Diggs will need surgery to repair the damage—he also broke his fibula, Seahawks coach Pete Carroll said—and while Carroll did not have more details on the surgery as of Monday, he did say Diggs is expected to make a full recovery ahead of the 2022 season. 

And while Diggs is set to become a free agent when the new league year begins in March unless the Seahawks were to sign him to an extension first, Carroll made it clear that the hope is to have Diggs back with the team next year. 

"He's an awesome part of our team, and we'd love to have him with us," Carroll said. "This injury is not going to be one that's going to keep him from playing, so we've just got to go through it. It's unfortunate it's a very difficult offseason for him for those first three or four months and all of that, but he'll get back and get going, and we'd love to have him with us."

Carroll was also optimistic about two other Seahawks who finished the year on injured reserve after having surgery, running back Chris Carson (neck) and safety Jamal Adams (shoulder), saying both should be ready for the start of training camp.

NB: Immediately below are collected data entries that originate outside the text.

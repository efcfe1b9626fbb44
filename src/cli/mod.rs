pub mod commands;
pub mod utils;

use clap::{Parser, Subcommand};

#[derive(Parser)]
#[command(name = "freelance")]
#[command(about = "Freelance CLI - operator tooling for the Freelance API")]
#[command(version)]
pub struct Cli {
    #[arg(long, global = true, help = "Output in JSON format")]
    pub json: bool,

    #[command(subcommand)]
    pub command: Commands,
}

#[derive(Subcommand)]
pub enum Commands {
    #[command(about = "Validate and query the authorization policy")]
    Policy {
        #[command(subcommand)]
        cmd: commands::policy::PolicyCommands,
    },

    #[command(about = "Issue identity tokens for local testing")]
    Token {
        #[command(subcommand)]
        cmd: commands::token::TokenCommands,
    },

    #[command(about = "Inspect and change account roles through the API")]
    Role {
        #[command(subcommand)]
        cmd: commands::role::RoleCommands,
    },

    #[command(about = "Provision accounts and client records through the API")]
    Account {
        #[command(subcommand)]
        cmd: commands::account::AccountCommands,
    },

    #[command(about = "Remote server checks")]
    Server {
        #[command(subcommand)]
        cmd: commands::server::ServerCommands,
    },
}

#[derive(Debug, Clone, Copy, PartialEq, Eq)]
pub enum OutputFormat {
    Text,
    Json,
}

impl OutputFormat {
    pub fn from_cli(cli: &Cli) -> Self {
        if cli.json {
            OutputFormat::Json
        } else {
            OutputFormat::Text
        }
    }
}

pub async fn run(cli: Cli) -> anyhow::Result<()> {
    let output_format = OutputFormat::from_cli(&cli);

    match cli.command {
        Commands::Policy { cmd } => commands::policy::handle(cmd, output_format),
        Commands::Token { cmd } => commands::token::handle(cmd, output_format),
        Commands::Role { cmd } => commands::role::handle(cmd, output_format).await,
        Commands::Account { cmd } => commands::account::handle(cmd, output_format).await,
        Commands::Server { cmd } => commands::server::handle(cmd, output_format).await,
    }
}
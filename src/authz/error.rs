use thiserror::Error;

use crate::services::cascade::CascadeStep;

/// Malformed path pattern. Only ever produced while compiling configuration.
#[derive(Debug, Clone, PartialEq, Eq, Error)]
pub enum PatternError {
    #[error("pattern is empty")]
    Empty,

    #[error("pattern '{0}' must start with '/'")]
    MissingLeadingSlash(String),

    #[error("pattern '{pattern}' has an empty segment at position {position}")]
    EmptySegment { pattern: String, position: usize },

    #[error("pattern '{pattern}' has an invalid wildcard segment '{segment}'")]
    InvalidWildcard { pattern: String, segment: String },
}

/// Authorization configuration errors. Fatal at startup, never produced per request.
#[derive(Debug, Error)]
pub enum ConfigError {
    #[error("invalid pattern for role {role}: {source}")]
    InvalidPattern {
        role: String,
        #[source]
        source: PatternError,
    },

    #[error("invalid public path: {0}")]
    InvalidPublicPath(#[source] PatternError),

    #[error("invalid enrollment path: {0}")]
    InvalidEnrollmentPath(#[source] PatternError),

    #[error("duplicate policy entry for role {0}")]
    DuplicateRole(String),

    #[error("unknown role in policy: {0}")]
    UnknownRole(String),

    #[error("failed to read policy file {path}: {source}")]
    Io {
        path: String,
        #[source]
        source: std::io::Error,
    },

    #[error("failed to parse policy file: {0}")]
    Parse(#[from] serde_yaml::Error),
}

/// Per-request authorization failures, recovered at the request boundary
#[derive(Debug, Clone, PartialEq, Eq, Error)]
pub enum AuthzError {
    #[error("authentication required")]
    Unauthenticated,

    #[error("no role assigned to this account")]
    NoRole,

    #[error("role {role} is not permitted to access {path}")]
    PolicyDenied { role: String, path: String },

    #[error("{0} not found")]
    NotFound(String),

    #[error("{0}")]
    Forbidden(String),

    #[error("cascade delete failed at the {step} step: {cause}")]
    CascadeStepFailure { step: CascadeStep, cause: String },
}
pub mod account;
pub mod policy;
pub mod role;
pub mod server;
pub mod token;
// Role-based route authorization
//
// pattern -> policy -> engine. Everything here is built once at startup and
// read-only afterwards; configuration problems surface as ConfigError before
// the listener binds.

pub mod engine;
pub mod error;
pub mod pattern;
pub mod policy;

pub use engine::{AuthorizationEngine, Decision, DenyReason, PathKind};
pub use error::{AuthzError, ConfigError, PatternError};
pub use pattern::{normalize_path, PathPattern};
pub use policy::{PolicyEntry, PolicyTable};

"I talked to Jamal last night, just missing him that he wasn't a part of the finish of the season," Carroll said. "He's going to be such a significant part of it coming back… Those guys are both as gung-ho as you can imagine. To listen to Jamal and how much it hurt him to not be there with his teammates—these guys are ballers and they want to be part of everything. They're really raring to go and expect to be back at full steam when it's time to go again at camp."

Receiver DK Metcalf, who had to manage a foot injury through much of the season, is still determining whether or not the injury will require surgery, Carroll said. Carroll had not other specifics to offer when asked about other offseason surgeries that could be coming, but acknowledged that every offseason brings surgery for some players to clean up injuries they were playing through during the season."

Overall, however, Carroll said he felt like the team, "had a really successful year in terms of keeping guys healthy. In particular, all the soft-tissue injuries, we had very few of those, which is really because of the management of the strength and conditioning and training departments here. We're really pleased with that."